They are the ones believed to have broken into major companies servers, including Google Inc. and Lockheed Martin Corp., officials allege.
The Chinese government says that while it doesn't condone hacking, it also can't enforce laws against the uncontrollable hacking subculture. While there is a "political gain to being able to say 'we can't control all attacks,'" Segal said, experts agree that China's hackers are hard to follow.
The hackers do sometimes take orders from the military. At at other times, they work for Chinese companies seeking competitive advantages, adding to the confusion.

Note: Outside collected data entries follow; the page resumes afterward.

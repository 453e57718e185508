//! Session state.
//!
//! `RootState` holds exactly one [`Mode`]. Each variant carries only the data
//! that mode needs; session-wide data (subject list, schema context, status
//! line, pending fetch) lives beside it.
//!
//! The engine owns the state exclusively. Background tasks never see it; they
//! only send completion events back.

use apache_avro::Schema;
use ratatui::style::Style;
use tui_input::Input;
use tui_textarea::TextArea;

use crate::domain::drafts::DraftEntry;
use crate::domain::subject::{filter_subjects, subject_to_topic};
use crate::services::registry::SubjectSchema;
use crate::services::ConsumerHandle;

/// Rows moved by page up / page down.
pub const PAGE_STEP: usize = 10;

/// Identifies one background request so late completions can be recognised.
#[derive(Debug, Clone, PartialEq, Eq)]
pub struct RequestTag {
    pub seq: u64,
    pub subject: String,
    pub schema_id: Option<u32>,
}

/// The schema currently on screen.
#[derive(Debug, Clone)]
pub struct SchemaContext {
    pub subject: String,
    pub version: i32,
    pub id: u32,
    pub raw: String,
    pub pretty: String,
    compiled: Result<Schema, String>,
}

impl SchemaContext {
    pub fn from_registry(found: SubjectSchema) -> Self {
        let pretty = found.pretty();
        let compiled = if found.is_avro() {
            Schema::parse_str(&found.schema).map_err(|err| err.to_string())
        } else {
            Err(format!(
                "{} schemas are not supported",
                found.schema_type.as_deref().unwrap_or("non-Avro")
            ))
        };
        Self {
            subject: found.subject,
            version: found.version,
            id: found.id,
            raw: found.schema,
            pretty,
            compiled,
        }
    }

    /// Compiled schema, or the reason it could not be compiled.
    pub fn compiled(&self) -> Result<&Schema, &str> {
        self.compiled.as_ref().map_err(String::as_str)
    }

    pub fn topic(&self) -> &str {
        subject_to_topic(&self.subject)
    }
}

/// Which half of the main screen has focus.
#[derive(Debug, Clone, Copy, Default, PartialEq, Eq, strum::Display)]
pub enum Pane {
    #[default]
    List,
    Viewer,
}

impl Pane {
    pub fn toggle(self) -> Self {
        match self {
            Pane::List => Pane::Viewer,
            Pane::Viewer => Pane::List,
        }
    }
}

/// Subject list with live filter and selection.
#[derive(Debug, Default)]
pub struct SubjectBrowser {
    all: Vec<String>,
    query: String,
    selected: usize,
    pub loaded: bool,
}

impl SubjectBrowser {
    pub fn set_subjects(&mut self, mut subjects: Vec<String>) {
        subjects.sort();
        self.all = subjects;
        self.loaded = true;
        self.clamp();
    }

    pub fn total(&self) -> usize {
        self.all.len()
    }

    pub fn query(&self) -> &str {
        &self.query
    }

    /// Changing the filter resets the selection to the first match.
    pub fn set_query(&mut self, query: &str) {
        if self.query != query {
            self.query = query.to_string();
            self.selected = 0;
        }
    }

    pub fn visible(&self) -> Vec<&str> {
        filter_subjects(&self.all, &self.query)
    }

    pub fn selected_index(&self) -> usize {
        self.selected
    }

    pub fn selected(&self) -> Option<&str> {
        self.visible().get(self.selected).copied()
    }

    pub fn move_by(&mut self, delta: isize) {
        let len = self.visible().len();
        if len == 0 {
            self.selected = 0;
            return;
        }
        let next = self.selected as isize + delta;
        self.selected = next.clamp(0, len as isize - 1) as usize;
    }

    fn clamp(&mut self) {
        let len = self.visible().len();
        if self.selected >= len {
            self.selected = len.saturating_sub(1);
        }
    }
}

#[derive(Debug, Clone, Default)]
pub struct SearchState {
    pub input: Input,
}

#[derive(Debug, Clone, Copy, Default, PartialEq, Eq)]
pub struct ViewingState {
    pub scroll: u16,
}

#[derive(Debug, Clone, Copy, Default, PartialEq, Eq)]
pub enum DraftField {
    #[default]
    Payload,
    Key,
}

/// Payload being edited plus an optional message key.
#[derive(Debug, Clone)]
pub struct Draft {
    pub payload: TextArea<'static>,
    pub key: Input,
    pub focus: DraftField,
}

impl Draft {
    pub fn new(payload: &str) -> Self {
        Self {
            payload: text_area(payload),
            key: Input::default(),
            focus: DraftField::Payload,
        }
    }

    pub fn payload_text(&self) -> String {
        self.payload.lines().join("\n")
    }

    pub fn set_payload(&mut self, text: &str) {
        self.payload = text_area(text);
    }

    /// Trimmed key, `None` when blank.
    pub fn key_value(&self) -> Option<&str> {
        Some(self.key.value().trim()).filter(|k| !k.is_empty())
    }

    pub fn toggle_focus(&mut self) {
        self.focus = match self.focus {
            DraftField::Payload => DraftField::Key,
            DraftField::Key => DraftField::Payload,
        };
    }
}

fn text_area(text: &str) -> TextArea<'static> {
    let mut area = TextArea::from(text.lines().map(str::to_string));
    area.set_cursor_line_style(Style::default());
    area
}

#[derive(Debug, Clone)]
pub struct DraftState {
    pub draft: Draft,
    pub topic: String,
}

#[derive(Debug, Clone)]
pub struct SendingState {
    pub draft: DraftState,
    pub tag: RequestTag,
}

#[derive(Debug, Clone)]
pub struct SaveDraftState {
    pub draft: DraftState,
    pub name: Input,
    pub error: Option<String>,
}

#[derive(Debug, Clone)]
pub struct LoadDraftState {
    pub draft: DraftState,
    pub entries: Vec<DraftEntry>,
    pub selected: usize,
    pub loading: bool,
    pub error: Option<String>,
}

/// A consumed message ready for display.
#[derive(Debug, Clone, PartialEq, Eq)]
pub struct RenderedMessage {
    pub partition: i32,
    pub offset: i64,
    pub timestamp: String,
    pub key: Option<String>,
    pub value: String,
}

#[derive(Debug, Clone, Copy, PartialEq, Eq)]
pub enum ConsumePhase {
    Opening,
    Fetching,
    Idle,
}

#[derive(Debug)]
pub struct ConsumeState {
    pub topic: String,
    pub tag: RequestTag,
    /// `None` while opening, while a fetch owns it, or after opening failed.
    pub consumer: Option<ConsumerHandle>,
    pub phase: ConsumePhase,
    pub messages: Vec<RenderedMessage>,
    pub index: usize,
}

impl ConsumeState {
    pub fn current(&self) -> Option<&RenderedMessage> {
        self.messages.get(self.index)
    }
}

/// High-level application mode.
#[derive(Debug, Default, strum::IntoStaticStr)]
pub enum Mode {
    #[default]
    Loading,
    Browsing,
    Searching(SearchState),
    Viewing(ViewingState),
    SendDraft(DraftState),
    Sending(SendingState),
    SaveDraft(SaveDraftState),
    LoadDraft(LoadDraftState),
    Consuming(ConsumeState),
}

impl Mode {
    pub fn label(&self) -> &'static str {
        match self {
            Mode::Loading => "loading",
            Mode::Browsing => "browse",
            Mode::Searching(_) => "search",
            Mode::Viewing(_) => "view",
            Mode::SendDraft(_) => "draft",
            Mode::Sending(_) => "sending",
            Mode::SaveDraft(_) => "save",
            Mode::LoadDraft(_) => "load",
            Mode::Consuming(_) => "consume",
        }
    }

    /// Modes that claim every key for themselves.
    pub fn is_exclusive(&self) -> bool {
        !matches!(self, Mode::Loading | Mode::Browsing | Mode::Viewing(_))
    }
}

/// One-line feedback under the panes. Key presses clear `notice` and `error`.
#[derive(Debug, Clone, Default, PartialEq, Eq)]
pub struct StatusLine {
    pub busy: Option<String>,
    pub notice: Option<String>,
    pub error: Option<String>,
}

impl StatusLine {
    pub fn clear_messages(&mut self) {
        self.notice = None;
        self.error = None;
    }

    pub fn notice(&mut self, msg: impl Into<String>) {
        self.error = None;
        self.notice = Some(msg.into());
    }

    pub fn error(&mut self, msg: impl Into<String>) {
        self.notice = None;
        self.error = Some(msg.into());
    }
}

#[derive(Debug)]
pub struct RootState {
    pub mode: Mode,
    pub subjects: SubjectBrowser,
    pub schema: Option<SchemaContext>,
    pub pending_fetch: Option<RequestTag>,
    pub pane: Pane,
    pub status: StatusLine,
    pub profile: String,
    pub broker_configured: bool,
    pub should_quit: bool,
    next_seq: u64,
}

impl RootState {
    pub fn new(profile: impl Into<String>, broker_configured: bool) -> Self {
        Self {
            mode: Mode::Loading,
            subjects: SubjectBrowser::default(),
            schema: None,
            pending_fetch: None,
            pane: Pane::List,
            status: StatusLine {
                busy: Some("Loading subjects…".into()),
                ..Default::default()
            },
            profile: profile.into(),
            broker_configured,
            should_quit: false,
            next_seq: 0,
        }
    }

    pub fn next_tag(&mut self, subject: &str, schema_id: Option<u32>) -> RequestTag {
        self.next_seq += 1;
        RequestTag {
            seq: self.next_seq,
            subject: subject.to_string(),
            schema_id,
        }
    }

    /// Takes the mode out, leaving `Loading` in its place until the caller
    /// puts the next one back.
    pub fn take_mode(&mut self) -> Mode {
        std::mem::take(&mut self.mode)
    }
}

Meanwhile, China denies its military officials are involved in hacking, and has suspended cybersecurity talks, with one spokesman for China's Ministry of National Defense likening the indictment to evidence of weapons of mass destruction that was produced by the United States before its 2003 invasion of Iraq.
"With its network technology and infrastructure, the U.S. has a unique superiority," said Geng Yansheng at a ministry news conference this month. "It wouldn't be difficult for them to fabricate evidence."
But researchers believe the Chinese government may not know when its military personnel are using hackers or the military's own high-tech systems for illegal activities, according to the Journal.
The Chinese government also is involved in state-sponsored hacking, conducted under the Third Department of the PLA's General Staff Department, said to be similar to the U.S. National Security Agency. The 5 military officials indicted last week are part of a group, "Comment Crew" which operates in the Third Department and monitors the United States.
Meanwhile, U.S. officials say they are tracking between 20 to 30 Chinese hacking groups, including one that infiltrated Google's Gmail service in 2009 in an attack Google officials initially blamed on one of its own employees.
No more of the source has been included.